Measurement Protocol for the Entanglement Spectrum of Cold Atoms

TL;DR

This paper proposes a practical experimental protocol for measuring the entanglement spectrum in cold atom systems, enabling the exploration of quantum many-body properties and topological phases.

Contribution

It introduces a novel measurement scheme using Ramsey spectroscopy and conditional swap gates, feasible with cold atoms, to access the entanglement spectrum experimentally.

Findings

Protocol can reveal topological features of the Haldane phase

Implementation via Rydberg interactions or cavity coupling is feasible

Enables experimental access to entanglement spectrum in cold atoms

Abstract

Entanglement, and, in particular the entanglement spectrum, plays a major role in characterizing many-body quantum systems. While there has been a surge of theoretical works on the subject, no experimental measurement has been performed to date because of the lack of an implementable measurement scheme. Here, we propose a measurement protocol to access the entanglement spectrum of many-body states in experiments with cold atoms in optical lattices.
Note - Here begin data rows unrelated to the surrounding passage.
//! Security subsystem.
//!
//! # Data Flow
//! ```text
//! Declaration:
//!     server { security { user details / encoder / manager / rules } }
//!     → SecurityDsl → SecurityConfig (bindings, not instances)
//!
//! Startup (after beans, before the listener binds):
//!     filter.rs SecurityFilterChain::initialize(config, context)
//!     → bindings resolved (instance or bean lookup)
//!     → failure is fatal; the server never binds
//!
//! Incoming request:
//!     → filter.rs (first matching rule decides access)
//!     → HTTP Basic credentials → users.rs AuthenticationManager
//!     → password.rs encoder check
//!     → Pass to dispatch with Authentication in extensions
//! ```
//!
//! # Design Decisions
//! - Fail closed: requests matching no rule must be authenticated
//! - Rules are evaluated in declaration order, first match wins
//! - No trust in client input

pub mod filter;
pub mod password;
pub mod users;

use std::any::Any;
use std::fmt;
use std::sync::Arc;

use crate::context::{ApplicationContext, BeanError};
use crate::routing::RouteError;

pub use filter::{security_filter, SecurityFilterChain};
pub use password::{
    DelegatingPasswordEncoder, NoOpPasswordEncoder, PasswordEncoder, Sha256PasswordEncoder,
};
pub use users::{
    Authentication, AuthenticationError, AuthenticationManager, InMemoryUserDetailsService,
    UserDetails, UserDetailsAuthenticationManager, UserDetailsService,
};

/// Security filter-chain initialization failed.
#[derive(Debug, thiserror::Error)]
pub enum SecurityError {
    #[error("security requires an authentication manager or a user details service")]
    MissingAuthentication,

    #[error("failed to resolve {binding}: {source}")]
    Lookup {
        binding: &'static str,
        #[source]
        source: BeanError,
    },

    #[error("invalid authorization rule `{pattern}`: {source}")]
    InvalidRule {
        pattern: String,
        #[source]
        source: RouteError,
    },
}

type Lookup<T> = dyn Fn(&ApplicationContext) -> Result<Arc<T>, BeanError> + Send + Sync;

/// A collaborator given either directly or as a bean to look up.
pub enum Binding<T: ?Sized> {
    Instance(Arc<T>),
    Bean(Arc<Lookup<T>>),
}

impl<T: ?Sized> Binding<T> {
    pub fn resolve(&self, ctx: &ApplicationContext) -> Result<Arc<T>, BeanError> {
        match self {
            Binding::Instance(value) => Ok(value.clone()),
            Binding::Bean(lookup) => lookup(ctx),
        }
    }
}

impl<T: ?Sized> Clone for Binding<T> {
    fn clone(&self) -> Self {
        match self {
            Binding::Instance(value) => Binding::Instance(value.clone()),
            Binding::Bean(lookup) => Binding::Bean(lookup.clone()),
        }
    }
}

impl<T: ?Sized> fmt::Debug for Binding<T> {
    fn fmt(&self, f: &mut fmt::Formatter<'_>) -> fmt::Result {
        match self {
            Binding::Instance(_) => f.write_str("Instance"),
            Binding::Bean(_) => f.write_str("Bean"),
        }
    }
}

/// What a request needs to proceed.
#[derive(Debug, Clone, PartialEq, Eq)]
pub enum Access {
    PermitAll,
    Authenticated,
    HasRole(String),
}

/// A path pattern (same syntax as routes) and the access it requires.
#[derive(Debug, Clone, PartialEq, Eq)]
pub struct AuthorizationRule {
    pub pattern: String,
    pub access: Access,
}

/// Realized security settings, resolved against the context at startup.
#[derive(Debug, Clone)]
pub struct SecurityConfig {
    pub user_details_service: Option<Binding<dyn UserDetailsService>>,
    pub password_encoder: Option<Binding<dyn PasswordEncoder>>,
    pub authentication_manager: Option<Binding<dyn AuthenticationManager>>,
    pub rules: Vec<AuthorizationRule>,
    pub realm: String,
}

impl Default for SecurityConfig {
    fn default() -> Self {
        Self {
            user_details_service: None,
            password_encoder: None,
            authentication_manager: None,
            rules: Vec::new(),
            realm: "webwire".to_string(),
        }
    }
}

/// Receiver of `security { }`.
#[derive(Debug, Default)]
pub struct SecurityDsl {
    config: SecurityConfig,
}

impl SecurityDsl {
    pub fn user_details_service(&mut self, service: impl UserDetailsService + 'static) -> &mut Self {
        self.config.user_details_service = Some(Binding::Instance(Arc::new(service)));
        self
    }

    /// Use the bean of type `T` as user details service.
    pub fn user_details_service_bean<T>(&mut self) -> &mut Self
    where
        T: UserDetailsService + Any + 'static,
    {
        self.config.user_details_service = Some(Binding::Bean(Arc::new(|ctx: &ApplicationContext| {
            ctx.get::<T>().map(|bean| bean as Arc<dyn UserDetailsService>)
        })));
        self
    }

    /// Shorthand for an [`InMemoryUserDetailsService`].
    pub fn users(&mut self, users: impl IntoIterator<Item = UserDetails>) -> &mut Self {
        self.user_details_service(InMemoryUserDetailsService::new(users))
    }

    pub fn password_encoder(&mut self, encoder: impl PasswordEncoder + 'static) -> &mut Self {
        self.config.password_encoder = Some(Binding::Instance(Arc::new(encoder)));
        self
    }

    pub fn password_encoder_bean<T>(&mut self) -> &mut Self
    where
        T: PasswordEncoder + Any + 'static,
    {
        self.config.password_encoder = Some(Binding::Bean(Arc::new(|ctx: &ApplicationContext| {
            ctx.get::<T>().map(|bean| bean as Arc<dyn PasswordEncoder>)
        })));
        self
    }

    pub fn authentication_manager(&mut self, manager: impl AuthenticationManager + 'static) -> &mut Self {
        self.config.authentication_manager = Some(Binding::Instance(Arc::new(manager)));
        self
    }

    pub fn authentication_manager_bean<T>(&mut self) -> &mut Self
    where
        T: AuthenticationManager + Any + 'static,
    {
        self.config.authentication_manager = Some(Binding::Bean(Arc::new(|ctx: &ApplicationContext| {
            ctx.get::<T>().map(|bean| bean as Arc<dyn AuthenticationManager>)
        })));
        self
    }

    pub fn permit_all(&mut self, pattern: impl Into<String>) -> &mut Self {
        self.rule(pattern, Access::PermitAll)
    }

    pub fn authenticated(&mut self, pattern: impl Into<String>) -> &mut Self {
        self.rule(pattern, Access::Authenticated)
    }

    pub fn has_role(&mut self, pattern: impl Into<String>, role: impl Into<String>) -> &mut Self {
        self.rule(pattern, Access::HasRole(role.into()))
    }

    /// Realm announced in `WWW-Authenticate`.
    pub fn realm(&mut self, realm: impl Into<String>) -> &mut Self {
        self.config.realm = realm.into();
        self
    }

    fn rule(&mut self, pattern: impl Into<String>, access: Access) -> &mut Self {
        self.config.rules.push(AuthorizationRule {
            pattern: pattern.into(),
            access,
        });
        self
    }

    pub(crate) fn into_config(self) -> SecurityConfig {
        self.config
    }
}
Our scheme effectively performs a Ramsey spectroscopy of the entanglement Hamiltonian and is based on the ability to produce several copies of the state under investigation together with the possibility to perform a global swap gate between two copies conditioned on the state of an auxiliary qubit. We show how the required conditional swap gate can be implemented with cold atoms, either by using Rydberg interactions or coupling the atoms to a cavity mode. We illustrate these ideas on a simple (extended) Bose-Hubbard model where such a measurement protocol reveals topological features of the Haldane phase.